* EXERCISE OBJECTIVE *
Could you filter the records below and return each line that holds "whole"?

--- EXERCISE MATERIALS Enclosed Below ---

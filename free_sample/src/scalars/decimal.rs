use serde::{Deserialize, Serialize};
use std::{ops::Deref, str::FromStr};

/// Convenience wrapper for converting between Shopify's `Decimal` scalar, which
/// is serialized as a `String`, and Rust's `f64`.
#[derive(Deserialize, Serialize, Debug, PartialEq, Clone, Copy)]
#[serde(try_from = "String")]
#[serde(into = "String")]
pub struct Decimal(pub f64);

impl Decimal {
    /// Access the value as an `f64`
    pub fn as_f64(&self) -> f64 {
        self.0
    }

    /// Converts a currency amount to minor units (cents), rounding half away
    /// from zero. Negative and non-finite amounts have no minor-unit form.
    ///
    /// Rounding works on the shortest decimal rendering of the value, so
    /// `1.005` is 101 cents even though `1.005 * 100.0` is below 100.5.
    pub fn to_minor_units(&self) -> Option<u64> {
        if !self.0.is_finite() || self.0 < 0.0 {
            return None;
        }
        if self.0 == 0.0 {
            return Some(0);
        }
        let mut buffer = ryu::Buffer::new();
        let text = buffer.format_finite(self.0);
        let (mantissa, exponent) = match text.split_once('e') {
            Some((mantissa, exponent)) => (mantissa, exponent.parse::<i64>().ok()?),
            None => (text, 0),
        };
        let (whole, fraction) = mantissa.split_once('.').unwrap_or((mantissa, ""));
        let digits: Vec<u64> = whole
            .bytes()
            .chain(fraction.bytes())
            .map(|b| u64::from(b - b'0'))
            .collect();
        let digit = |index: i64| -> u64 {
            usize::try_from(index)
                .ok()
                .and_then(|index| digits.get(index).copied())
                .unwrap_or(0)
        };

        // Decimal point position once scaled by 100.
        let point = whole.len() as i64 + exponent + 2;
        let mut cents: u64 = 0;
        for index in 0..point.max(0) {
            cents = cents.checked_mul(10)?.checked_add(digit(index))?;
        }
        if point >= 0 && digit(point) >= 5 {
            cents = cents.checked_add(1)?;
        }
        Some(cents)
    }

    /// Renders the value without a trailing `.0`, the way merchants type it.
    pub fn to_plain_string(&self) -> String {
        let s = String::from(*self);
        match s.strip_suffix(".0") {
            Some(whole) => whole.to_string(),
            None => s,
        }
    }
}

impl Deref for Decimal {
    type Target = f64;

    fn deref(&self) -> &Self::Target {
        &self.0
    }
}

impl FromStr for Decimal {
    type Err = std::num::ParseFloatError;

    fn from_str(value: &str) -> Result<Self, Self::Err> {
        f64::from_str(value.trim()).map(Self)
    }
}

impl TryFrom<String> for Decimal {
    type Error = std::num::ParseFloatError;

    fn try_from(value: String) -> Result<Self, Self::Error> {
        value.parse()
    }
}

impl From<Decimal> for String {
    fn from(value: Decimal) -> Self {
        ryu::Buffer::new().format(value.0).to_string()
    }
}

impl From<Decimal> for f64 {
    fn from(value: Decimal) -> Self {
        value.0
    }
}

impl From<f64> for Decimal {
    fn from(value: f64) -> Self {
        Self(value)
    }
}

#[cfg(test)]
mod tests {
    use super::Decimal;

    #[test]
    fn test_json_deserialization() {
        let decimal_value = serde_json::json!("123.4");
        let decimal: Decimal =
            serde_json::from_value(decimal_value).expect("Error deserializing from JSON");
        assert_eq!(123.4, decimal.as_f64());
    }

    #[test]
    fn test_json_serialization() {
        let decimal = Decimal(123.4);
        let json_value = serde_json::to_value(decimal).expect("Error serializing to JSON");
        assert_eq!(serde_json::json!("123.4"), json_value);
    }

    #[test]
    fn test_minor_units() {
        assert_eq!(Decimal(100.0).to_minor_units(), Some(10000));
        assert_eq!(Decimal(49.99).to_minor_units(), Some(4999));
        assert_eq!(Decimal(0.005).to_minor_units(), Some(1));
        assert_eq!(Decimal(-1.0).to_minor_units(), None);
        assert_eq!(Decimal(f64::NAN).to_minor_units(), None);
    }

    #[test]
    fn test_minor_units_round_half_cents_up() {
        assert_eq!(Decimal(1.005).to_minor_units(), Some(101));
        assert_eq!(Decimal(2.675).to_minor_units(), Some(268));
        assert_eq!(Decimal(0.004).to_minor_units(), Some(0));
        assert_eq!(Decimal(0.29).to_minor_units(), Some(29));
        assert_eq!(Decimal(-0.0).to_minor_units(), Some(0));
        assert_eq!(Decimal(1e-7).to_minor_units(), Some(0));
        assert_eq!(Decimal(1.5e21).to_minor_units(), None);
        assert_eq!("1.005".parse::<Decimal>().unwrap().to_minor_units(), Some(101));
    }

    #[test]
    fn test_plain_string() {
        assert_eq!(Decimal(100.0).to_plain_string(), "100");
        assert_eq!(Decimal(49.99).to_plain_string(), "49.99");
    }
}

--- End of Enclosed EXERCISE MATERIALS ---

* RESPONSE AREA *
        let (whole, fraction) = mantissa.split_once('.').unwrap_or((mantissa, ""));
        let digits: Vec<u64> = whole
        let point = whole.len() as i64 + exponent + 2;
            Some(whole) => whole.to_string(),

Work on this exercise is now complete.